Фрески рассказывали историю происхождения буддизма. Вот юный принц Гаутама отправился в путь и встретил покрытого язвами больного, затем сгорбленного годами дряхлого старика и, наконец, погребальную процессию. Осознав, что никто не может избежать страданий, Гаутама отказался от богатства, посвятил себя медитации и однажды, сидя под огромным баньяном, достиг просветления. Он снова отправился в путь, чтобы передать свое знание группе монахов, которые начали проповедовать его философию — жизнь есть страдание, и можно стать счастливым, лишь отказавшись от всех своих желаний — и обучать других медитации и аскезе.
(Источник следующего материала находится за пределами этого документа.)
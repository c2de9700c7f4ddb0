//! End-to-end runs of the `core-daemon` binary.

use std::io::{BufRead, BufReader, Write};
use std::net::UdpSocket;
use std::path::{Path, PathBuf};
use std::process::{Child, Command, Stdio};
use std::sync::mpsc;
use std::thread;
use std::time::Duration;

use core_daemon::codec::{MessageCodec, RegisterCodec};

const TIMEOUT: Duration = Duration::from_secs(10);

fn write_conf(text: &str) -> tempfile::NamedTempFile {
    let mut file = tempfile::NamedTempFile::new().unwrap();
    file.write_all(text.as_bytes()).unwrap();
    file
}

/// Start the daemon in the foreground and wait until the primary listener is up.
fn spawn_daemon(conf: &tempfile::NamedTempFile) -> Child {
    let mut child = Command::new(env!("CARGO_BIN_EXE_core-daemon"))
        .arg("-f")
        .arg(conf.path())
        .args(["-p", "0"])
        .env_remove("RUST_LOG")
        .stdin(Stdio::null())
        .stdout(Stdio::null())
        .stderr(Stdio::piped())
        .spawn()
        .unwrap();

    let stderr = child.stderr.take().unwrap();
    let (ready_tx, ready_rx) = mpsc::channel();
    thread::spawn(move || {
        for line in BufReader::new(stderr).lines() {
            let Ok(line) = line else { break };
            if line.contains("main server started") {
                let _ = ready_tx.send(());
            }
        }
    });
    ready_rx
        .recv_timeout(TIMEOUT)
        .expect("daemon did not report startup");
    child
}

fn wait_with_timeout(mut child: Child) -> std::process::ExitStatus {
    let deadline = std::time::Instant::now() + TIMEOUT;
    loop {
        if let Some(status) = child.try_wait().unwrap() {
            return status;
        }
        if std::time::Instant::now() > deadline {
            let _ = child.kill();
            panic!("daemon did not exit");
        }
        thread::sleep(Duration::from_millis(20));
    }
}

#[test]
fn test_terminating_signals_exit_with_signal_number() {
    let conf = write_conf("[core-daemon]\nlistenaddr = 127.0.0.1\n");
    for signum in [libc::SIGHUP, libc::SIGINT, libc::SIGTERM, libc::SIGUSR1, libc::SIGUSR2] {
        let child = spawn_daemon(&conf);
        // SAFETY: signalling our own child process.
        assert_eq!(unsafe { libc::kill(child.id() as libc::pid_t, signum) }, 0);
        let status = wait_with_timeout(child);
        assert_eq!(status.code(), Some(signum), "signal {signum}");
    }
}

#[test]
fn test_execute_sends_one_register_datagram() {
    let server = UdpSocket::bind("127.0.0.1:0").unwrap();
    server.set_read_timeout(Some(TIMEOUT)).unwrap();
    let port = server.local_addr().unwrap().port();
    let conf = write_conf("[core-daemon]\nlistenaddr = 127.0.0.1\n");

    let output = Command::new(env!("CARGO_BIN_EXE_core-daemon"))
        .arg("-f")
        .arg(conf.path())
        .args(["-p", &port.to_string(), "-e", "/tmp/session.xml"])
        .output()
        .unwrap();
    assert_eq!(output.status.code(), Some(0));

    let mut buf = [0u8; 4096];
    let (len, _) = server.recv_from(&mut buf).unwrap();
    assert_eq!(
        &buf[..len],
        RegisterCodec.pack_execute("/tmp/session.xml").unwrap().as_slice()
    );
}

#[test]
fn test_port_conflict_exits_with_failure() {
    let occupied = std::net::TcpListener::bind("127.0.0.1:0").unwrap();
    let port = occupied.local_addr().unwrap().port();
    let conf = write_conf("[core-daemon]\nlistenaddr = 127.0.0.1\n");

    let output = Command::new(env!("CARGO_BIN_EXE_core-daemon"))
        .arg("-f")
        .arg(conf.path())
        .args(["-p", &port.to_string()])
        .stdin(Stdio::null())
        .output()
        .unwrap();
    assert_eq!(output.status.code(), Some(1));
    let stderr = String::from_utf8_lossy(&output.stderr);
    assert!(stderr.contains("error starting primary server"), "{stderr}");
}

#[test]
fn test_bad_logging_flag_is_reported() {
    let server = UdpSocket::bind("127.0.0.1:0").unwrap();
    let port = server.local_addr().unwrap().port();
    let conf = write_conf("[core-daemon]\nlistenaddr = 127.0.0.1\nverbose = loud\n");

    let output = Command::new(env!("CARGO_BIN_EXE_core-daemon"))
        .arg("-f")
        .arg(conf.path())
        .args(["-p", &port.to_string(), "-e", "/tmp/session.xml"])
        .env_remove("RUST_LOG")
        .output()
        .unwrap();
    assert_eq!(output.status.code(), Some(0));
    let stderr = String::from_utf8_lossy(&output.stderr);
    assert!(stderr.contains("using default for option"), "{stderr}");
    assert!(stderr.contains("loud"), "{stderr}");
}

fn poll<T>(what: &str, mut probe: impl FnMut() -> Option<T>) -> T {
    let deadline = std::time::Instant::now() + TIMEOUT;
    loop {
        if let Some(value) = probe() {
            return value;
        }
        if std::time::Instant::now() > deadline {
            panic!("timed out waiting for {what}");
        }
        thread::sleep(Duration::from_millis(20));
    }
}

fn read_pid(path: &Path) -> libc::pid_t {
    poll("pidfile", || {
        std::fs::read_to_string(path)
            .ok()
            .and_then(|s| s.trim().parse().ok())
    })
}

fn wait_for_log(path: &Path, needle: &str) {
    poll(needle, || {
        std::fs::read_to_string(path)
            .ok()
            .filter(|log| log.contains(needle))
    });
}

fn is_alive(pid: libc::pid_t) -> bool {
    // SAFETY: signal 0 only checks for existence.
    unsafe { libc::kill(pid, 0) == 0 }
}

/// Detach with the given log/pid arguments, run from `cwd`.
fn start_detached(cwd: &Path, logfile: &Path, pidfile: &Path) {
    let conf = write_conf("[core-daemon]\nlistenaddr = 127.0.0.1\n");
    let status = Command::new(env!("CARGO_BIN_EXE_core-daemon"))
        .current_dir(cwd)
        .arg("-f")
        .arg(conf.path())
        .args(["-p", "0", "-d"])
        .arg("-l")
        .arg(logfile)
        .arg("-i")
        .arg(pidfile)
        .env_remove("RUST_LOG")
        .stdin(Stdio::null())
        .stdout(Stdio::null())
        .stderr(Stdio::null())
        .status()
        .unwrap();
    // The foreground process exits as soon as the daemon is forked off.
    assert_eq!(status.code(), Some(0));
}

/// Rotate the log under the daemon, then stop it; checks every step.
fn rotate_and_terminate(log: &Path, pidfile: &Path) {
    let pid = read_pid(pidfile);
    wait_for_log(log, "main server started");

    let rotated = PathBuf::from(format!("{}.1", log.display()));
    std::fs::rename(log, &rotated).unwrap();
    // SAFETY: signalling the daemon this test started.
    assert_eq!(unsafe { libc::kill(pid, libc::SIGUSR1) }, 0);
    wait_for_log(log, "log files reopened");
    assert!(is_alive(pid), "daemon exited on SIGUSR1");
    assert!(std::fs::read_to_string(&rotated)
        .unwrap()
        .contains("main server started"));

    // SAFETY: as above.
    assert_eq!(unsafe { libc::kill(pid, libc::SIGTERM) }, 0);
    wait_for_log(log, "status=15");
    poll("pidfile removal", || (!pidfile.exists()).then_some(()));

    let log_text = std::fs::read_to_string(log).unwrap();
    assert!(log_text.contains("terminated by signal"), "{log_text}");
}

#[test]
fn test_daemon_mode_rotates_logs_and_removes_pidfile() {
    let dir = tempfile::tempdir().unwrap();
    let log = dir.path().join("core-daemon.log");
    let pidfile = dir.path().join("core-daemon.pid");

    start_detached(dir.path(), &log, &pidfile);
    rotate_and_terminate(&log, &pidfile);
}

#[test]
fn test_daemon_mode_relative_paths_stay_in_start_directory() {
    let dir = tempfile::tempdir().unwrap();
    let log_name = Path::new("relative-core-daemon.log");
    let pid_name = Path::new("relative-core-daemon.pid");

    start_detached(dir.path(), log_name, pid_name);
    rotate_and_terminate(&dir.path().join(log_name), &dir.path().join(pid_name));
    assert!(!Path::new("/").join(log_name).exists());
}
Есть много версий, как именно буддизм проник в Китай. Некоторые считают, что якобы какой-то древний путешественник привез с собой сведения о новой религии, другие утверждают, что Китай познакомился с буддизмом в первом веке нашей эры во времена династии Хань, когда императору приснилось, что некое золотое божество пролетело мимо его дворца. Советники сказали, что это Будда явился ему во сне, и тогда император отправил посольство в Индию, чтобы привезти священные тексты. Однако бытует мнение, что в описываемый период небольшая буддийская община уже обосновалась в провинции Цзянсу на восточном побережье Китая.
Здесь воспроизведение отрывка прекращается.